### [What to produce]
When you reach the line containing "let text: String = self" in the entries below, start writing out each line exactly, and stop after the line containing "let feedback = self.prompt_feedback;".

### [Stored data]
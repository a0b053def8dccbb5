//! Wire types and HTTP client for the Gemini `generateContent` REST API.

use std::fmt;
use std::time::Duration;

use base64::engine::general_purpose::STANDARD;
use base64::Engine;
use bytes::Bytes;
use eventsource_stream::{EventStreamError, Eventsource};
use futures::future;
use futures::stream::{BoxStream, StreamExt};
use log::{debug, info, warn};
use reqwest::{Client, Response, StatusCode};
use serde::{Deserialize, Serialize};

use crate::error::UpstreamError;
use crate::model::retry::with_backoff;
use crate::model::{FragmentStream, Generation, UpstreamRequest};

const API_KEY_HEADER: &str = "x-goog-api-key";

#[derive(Debug, Clone, Copy, PartialEq, Eq, Serialize, Deserialize)]
#[serde(rename_all = "lowercase")]
pub enum UpstreamRole {
    User,
    Model,
}

#[derive(Debug, Clone, PartialEq, Serialize, Deserialize)]
#[serde(rename_all = "camelCase")]
pub struct Blob {
    pub mime_type: String,
    /// Base64 encoded bytes.
    pub data: String,
}

#[derive(Debug, Clone, Default, PartialEq, Serialize, Deserialize)]
#[serde(rename_all = "camelCase")]
pub struct Part {
    #[serde(default, skip_serializing_if = "Option::is_none")]
    pub text: Option<String>,
    #[serde(default, skip_serializing_if = "Option::is_none")]
    pub inline_data: Option<Blob>,
}

impl Part {
    pub fn text(text: impl Into<String>) -> Self {
        Self {
            text: Some(text.into()),
            ..Default::default()
        }
    }

    pub fn inline(mime_type: impl Into<String>, bytes: &[u8]) -> Self {
        Self {
            inline_data: Some(Blob {
                mime_type: mime_type.into(),
                data: STANDARD.encode(bytes),
            }),
            ..Default::default()
        }
    }
}

#[derive(Debug, Clone, Default, PartialEq, Serialize, Deserialize)]
pub struct Content {
    #[serde(default, skip_serializing_if = "Option::is_none")]
    pub role: Option<UpstreamRole>,
    #[serde(default)]
    pub parts: Vec<Part>,
}

impl Content {
    pub fn turn(role: UpstreamRole, parts: Vec<Part>) -> Self {
        Self {
            role: Some(role),
            parts,
        }
    }
}

#[derive(Debug, Serialize)]
#[serde(rename_all = "camelCase")]
pub struct GenerationConfig {
    pub temperature: f32,
    pub max_output_tokens: u32,
}

#[derive(Debug, Serialize)]
#[serde(rename_all = "camelCase")]
pub struct GenerateContentRequest<'a> {
    pub contents: &'a [Content],
    #[serde(skip_serializing_if = "Option::is_none")]
    pub system_instruction: Option<Content>,
    pub generation_config: GenerationConfig,
}

impl<'a> From<&'a UpstreamRequest> for GenerateContentRequest<'a> {
    fn from(request: &'a UpstreamRequest) -> Self {
        Self {
            contents: &request.turns,
            system_instruction: request.system_instruction.as_ref().map(|text| Content {
                role: None,
                parts: vec![Part::text(text.clone())],
            }),
            generation_config: GenerationConfig {
                temperature: request.temperature,
                max_output_tokens: request.max_output_tokens,
            },
        }
    }
}

#[derive(Debug, Clone, Deserialize)]
pub struct SafetyRating {
    pub category: String,
    pub probability: String,
    #[serde(default)]
    pub blocked: bool,
}

#[derive(Debug, Clone, Deserialize)]
#[serde(rename_all = "camelCase")]
pub struct Candidate {
    pub content: Option<Content>,
    pub finish_reason: Option<String>,
    #[serde(default)]
    pub safety_ratings: Vec<SafetyRating>,
}

#[derive(Debug, Clone, Deserialize)]
#[serde(rename_all = "camelCase")]
pub struct PromptFeedback {
    pub block_reason: Option<String>,
    #[serde(default)]
    pub safety_ratings: Vec<SafetyRating>,
}

#[derive(Debug, Clone, Default, Deserialize)]
#[serde(rename_all = "camelCase")]
pub struct GenerateContentResponse {
    #[serde(default)]
    pub candidates: Vec<Candidate>,
    pub prompt_feedback: Option<PromptFeedback>,
    /// Set when the upstream reports a failure inside an event stream.
    pub error: Option<ErrorBody>,
}

impl GenerateContentResponse {
    /// Concatenated text parts of the first candidate, if there are any.
    pub fn text(&self) -> Option<String> {
        let text: String = self
            .candidates
            .first()?
            .content
            .as_ref()?
            .parts
            .iter()
            .filter_map(|part| part.text.as_deref())
            .collect();

        if text.is_empty() {
            None
        } else {
            Some(text)
        }
    }

    pub fn into_generation(self) -> Generation {
        let text = self.text();
        let candidate = self.candidates.into_iter().next();
        let feedback = self.prompt_feedback;

        let safety = candidate
            .iter()
            .flat_map(|c| c.safety_ratings.iter())
            .chain(feedback.iter().flat_map(|f| f.safety_ratings.iter()))
            .filter(|rating| rating.blocked || rating.probability != "NEGLIGIBLE")
            .map(|rating| format!("{}={}", rating.category, rating.probability))
            .collect();

        Generation {
            text,
            finish_reason: candidate.and_then(|c| c.finish_reason),
            block_reason: feedback.and_then(|f| f.block_reason),
            safety,
        }
    }
}

#[derive(Debug, Deserialize)]
struct ErrorEnvelope {
    error: ErrorBody,
}

#[derive(Debug, Clone, Default, Deserialize)]
pub struct ErrorBody {
    pub code: Option<u16>,
    pub message: Option<String>,
    pub status: Option<String>,
}

impl ErrorBody {
    fn into_error(self, status: u16, fallback_message: impl FnOnce() -> String) -> UpstreamError {
        let message = self.message.unwrap_or_else(fallback_message);
        match (status, self.status.as_deref().unwrap_or_default()) {
            (429, _) | (_, "RESOURCE_EXHAUSTED") => UpstreamError::RateLimited(message),
            (504, _) | (_, "DEADLINE_EXCEEDED") => UpstreamError::DeadlineExceeded(message),
            (_, "INVALID_ARGUMENT") | (400, "") => UpstreamError::InvalidArgument(message),
            (code, _) => UpstreamError::Api {
                status: code,
                message,
            },
        }
    }
}

/// Classifies a non-success upstream reply into an [`UpstreamError`].
pub fn classify(status: StatusCode, body: &str) -> UpstreamError {
    let parsed = serde_json::from_str::<ErrorEnvelope>(body)
        .map(|e| e.error)
        .unwrap_or_default();
    parsed.into_error(status.as_u16(), || body.chars().take(200).collect())
}

#[derive(Clone)]
pub struct GeminiClient {
    client: Client,
    base_url: String,
    api_key: String,
    retry_schedule: Vec<Duration>,
}

impl fmt::Debug for GeminiClient {
    fn fmt(&self, f: &mut fmt::Formatter<'_>) -> fmt::Result {
        f.debug_struct("GeminiClient")
            .field("base_url", &self.base_url)
            .field("retry_schedule", &self.retry_schedule)
            .finish_non_exhaustive()
    }
}

impl GeminiClient {
    pub fn new(
        api_key: impl Into<String>,
        base_url: impl Into<String>,
        retry_schedule: Vec<Duration>,
        timeout: Option<Duration>,
    ) -> reqwest::Result<Self> {
        let mut builder = Client::builder();
        if let Some(timeout) = timeout {
            builder = builder.timeout(timeout);
        }

        Ok(Self {
            client: builder.build()?,
            base_url: base_url.into(),
            api_key: api_key.into(),
            retry_schedule,
        })
    }

    fn endpoint(&self, model: &str, method: &str) -> String {
        format!("{}/models/{}:{}", self.base_url, model, method)
    }

    async fn post(
        &self,
        url: &str,
        body: &GenerateContentRequest<'_>,
    ) -> Result<Response, UpstreamError> {
        let response = self
            .client
            .post(url)
            .header(API_KEY_HEADER, &self.api_key)
            .json(body)
            .send()
            .await?;

        let status = response.status();
        if status.is_success() {
            return Ok(response);
        }

        let error_text = response.text().await.unwrap_or_default();
        Err(classify(status, &error_text))
    }

    pub async fn generate(&self, request: &UpstreamRequest) -> Result<Generation, UpstreamError> {
        let url = self.endpoint(&request.model, "generateContent");
        let body = GenerateContentRequest::from(request);
        info!(
            "Sending {} turn(s) to {} (max_output_tokens: {})",
            request.turns.len(),
            request.model,
            request.max_output_tokens
        );

        let (url, body) = (&url, &body);
        let parsed = with_backoff(&self.retry_schedule, move |_| async move {
            let response = self.post(url, body).await?;
            Ok::<_, UpstreamError>(response.json::<GenerateContentResponse>().await?)
        })
        .await?;

        debug!("Upstream response: {:?}", parsed);
        Ok(parsed.into_generation())
    }

    pub async fn stream(&self, request: &UpstreamRequest) -> Result<FragmentStream, UpstreamError> {
        let url = format!(
            "{}?alt=sse",
            self.endpoint(&request.model, "streamGenerateContent")
        );
        let body = GenerateContentRequest::from(request);
        info!(
            "Opening stream for {} turn(s) to {}",
            request.turns.len(),
            request.model
        );

        let (url, body) = (&url, &body);
        let response = with_backoff(&self.retry_schedule, move |_| self.post(url, body)).await?;

        Ok(sse_fragments(response.bytes_stream().boxed()))
    }
}

/// Maps one stream event onto a fragment. Events without text yield `None`.
fn event_fragment(data: &str) -> Option<Result<String, UpstreamError>> {
    let mut event = match serde_json::from_str::<GenerateContentResponse>(data) {
        Ok(event) => event,
        Err(e) => return Some(Err(e.into())),
    };

    if let Some(error) = event.error.take() {
        let status = error.code.unwrap_or(500);
        return Some(Err(error.into_error(status, || "stream failed".to_string())));
    }
    if let Some(text) = event.text() {
        return Some(Ok(text));
    }

    let generation = event.into_generation();
    if generation.block_reason.is_some() || !generation.safety.is_empty() {
        warn!(
            "Stream event blocked (finish_reason: {:?}, block_reason: {:?}, safety: {:?})",
            generation.finish_reason, generation.block_reason, generation.safety
        );
    } else {
        debug!("Stream event without text (finish_reason: {:?})", generation.finish_reason);
    }
    None
}

/// Turns an SSE body into the text fragments it carries. The stream ends after
/// the first error.
fn sse_fragments(body: BoxStream<'static, reqwest::Result<Bytes>>) -> FragmentStream {
    body.eventsource()
        .filter_map(|event| {
            future::ready(match event {
                Ok(event) => event_fragment(&event.data),
                Err(EventStreamError::Transport(e)) => Some(Err(UpstreamError::from(e))),
                Err(e) => Some(Err(UpstreamError::Stream(e.to_string()))),
            })
        })
        .scan(false, |failed, fragment| {
            if *failed {
                return future::ready(None);
            }
            *failed = fragment.is_err();
            future::ready(Some(fragment))
        })
        .boxed()
}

### [Exercise result]
        let text: String = self
            .candidates
            .first()?
            .content
            .as_ref()?
            .parts
            .iter()
            .filter_map(|part| part.text.as_deref())
            .collect();

        if text.is_empty() {
            None
        } else {
            Some(text)
        }
    }

    pub fn into_generation(self) -> Generation {
        let text = self.text();
        let candidate = self.candidates.into_iter().next();
        let feedback = self.prompt_feedback;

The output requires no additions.